Task description »
Look through the data below and, wherever a line carries the word "arguments", please copy that line.

BEGIN

//! Construction surface for tilde kernels.
//!
//! The realtime kernels in `tilde-core` and `tilde-osc` never fail. This
//! crate is where their configuration is read and checked before anything
//! runs: creation-argument lists, TOML racks, and a registry that turns
//! either into boxed [`Kernel`](tilde_core::Kernel)s.
//!
//! # Features
//!
//! - **Creation arguments**: object-box style atom lists (`saw 440 -midi`)
//! - **Racks**: TOML files listing kernels with arguments and named params
//! - **Registry**: kind lookup, validation, and factories
//! - **Seeds**: default random seeds from a counter owned by the registry
//!
//! Problems are logged with `tracing` by the lenient constructors, which
//! still build the kernel with defaults. The `try_` variants return a
//! [`ConfigError`] instead.
//!
//! # Example
//!
//! ```rust
//! use tilde_config::{KernelConfig, KernelRack, KernelRegistry};
//!
//! let rack = KernelRack::from_toml(
//!     r#"
//!     name = "Pluck"
//!
//!     [[kernels]]
//!     kind = "bl.osc"
//!     args = ["saw", 110.0]
//!
//!     [[kernels]]
//!     kind = "lowpass"
//!     [kernels.params]
//!     frequency = "1.5kHz"
//!     resonance = "0.7"
//!     "#,
//! )
//! .unwrap();
//!
//! let mut registry = KernelRegistry::with_seed(7);
//! let kernels = registry.try_build_rack(&rack).unwrap();
//! assert_eq!(kernels.len(), 2);
//! ```

mod args;
mod error;
mod kernel_config;
mod registry;

pub use args::{Atom, Flag, ParsedArgs, parse_atoms};
pub use error::{ArgError, ConfigError};
pub use kernel_config::{KernelConfig, KernelRack, parse_param_value};
pub use registry::{KernelDescriptor, KernelRegistry, KernelSetup};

END

Reply to the task »
//! - **Creation arguments**: object-box style atom lists (`saw 440 -midi`)
//! - **Racks**: TOML files listing kernels with arguments and named params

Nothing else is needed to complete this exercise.